Supplied material: Begin

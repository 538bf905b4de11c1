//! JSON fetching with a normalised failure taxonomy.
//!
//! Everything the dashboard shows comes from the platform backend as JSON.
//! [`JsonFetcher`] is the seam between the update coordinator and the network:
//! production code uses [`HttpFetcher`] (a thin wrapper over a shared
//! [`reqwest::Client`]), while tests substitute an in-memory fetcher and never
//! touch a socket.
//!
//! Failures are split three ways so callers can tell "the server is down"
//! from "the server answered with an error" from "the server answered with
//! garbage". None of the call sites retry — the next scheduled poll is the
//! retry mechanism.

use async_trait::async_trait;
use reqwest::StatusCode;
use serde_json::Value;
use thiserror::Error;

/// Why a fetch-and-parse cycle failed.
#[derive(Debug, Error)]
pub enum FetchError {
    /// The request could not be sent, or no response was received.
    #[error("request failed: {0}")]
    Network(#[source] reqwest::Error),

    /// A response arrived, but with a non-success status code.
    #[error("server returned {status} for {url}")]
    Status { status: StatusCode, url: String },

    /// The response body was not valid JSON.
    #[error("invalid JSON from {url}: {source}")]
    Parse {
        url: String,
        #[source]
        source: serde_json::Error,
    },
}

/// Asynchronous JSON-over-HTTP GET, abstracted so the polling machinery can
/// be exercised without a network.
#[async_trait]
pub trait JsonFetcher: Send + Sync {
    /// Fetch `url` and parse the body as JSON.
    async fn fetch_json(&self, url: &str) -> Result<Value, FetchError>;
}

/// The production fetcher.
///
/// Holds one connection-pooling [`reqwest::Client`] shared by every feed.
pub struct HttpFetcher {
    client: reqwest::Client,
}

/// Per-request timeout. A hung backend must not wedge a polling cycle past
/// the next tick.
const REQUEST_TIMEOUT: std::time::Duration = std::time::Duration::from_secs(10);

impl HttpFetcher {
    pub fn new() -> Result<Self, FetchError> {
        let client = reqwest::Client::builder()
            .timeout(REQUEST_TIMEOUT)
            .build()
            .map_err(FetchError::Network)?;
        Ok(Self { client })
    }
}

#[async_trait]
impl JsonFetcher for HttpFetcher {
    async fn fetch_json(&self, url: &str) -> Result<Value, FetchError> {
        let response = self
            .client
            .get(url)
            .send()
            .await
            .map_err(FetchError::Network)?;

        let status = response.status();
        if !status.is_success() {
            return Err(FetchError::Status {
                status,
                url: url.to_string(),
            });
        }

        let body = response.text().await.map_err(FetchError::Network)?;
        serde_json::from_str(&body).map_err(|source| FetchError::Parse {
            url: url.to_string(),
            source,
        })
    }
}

Supplied material: End
Supplied material: Begin

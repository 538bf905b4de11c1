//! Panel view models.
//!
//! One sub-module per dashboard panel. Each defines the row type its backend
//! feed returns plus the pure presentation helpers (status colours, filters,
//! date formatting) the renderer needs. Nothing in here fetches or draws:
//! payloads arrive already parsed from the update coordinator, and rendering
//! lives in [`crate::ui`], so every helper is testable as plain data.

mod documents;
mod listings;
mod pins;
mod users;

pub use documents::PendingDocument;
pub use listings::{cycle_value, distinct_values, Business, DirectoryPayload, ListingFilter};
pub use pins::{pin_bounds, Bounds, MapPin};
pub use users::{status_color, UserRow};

Supplied material: End

-- Instructions for the task --
Pull every line containing the word "HttpFetcher" out of the listing.

-- Solution to this problem --
//! production code uses [`HttpFetcher`] (a thin wrapper over a shared
pub struct HttpFetcher {
impl HttpFetcher {
impl JsonFetcher for HttpFetcher {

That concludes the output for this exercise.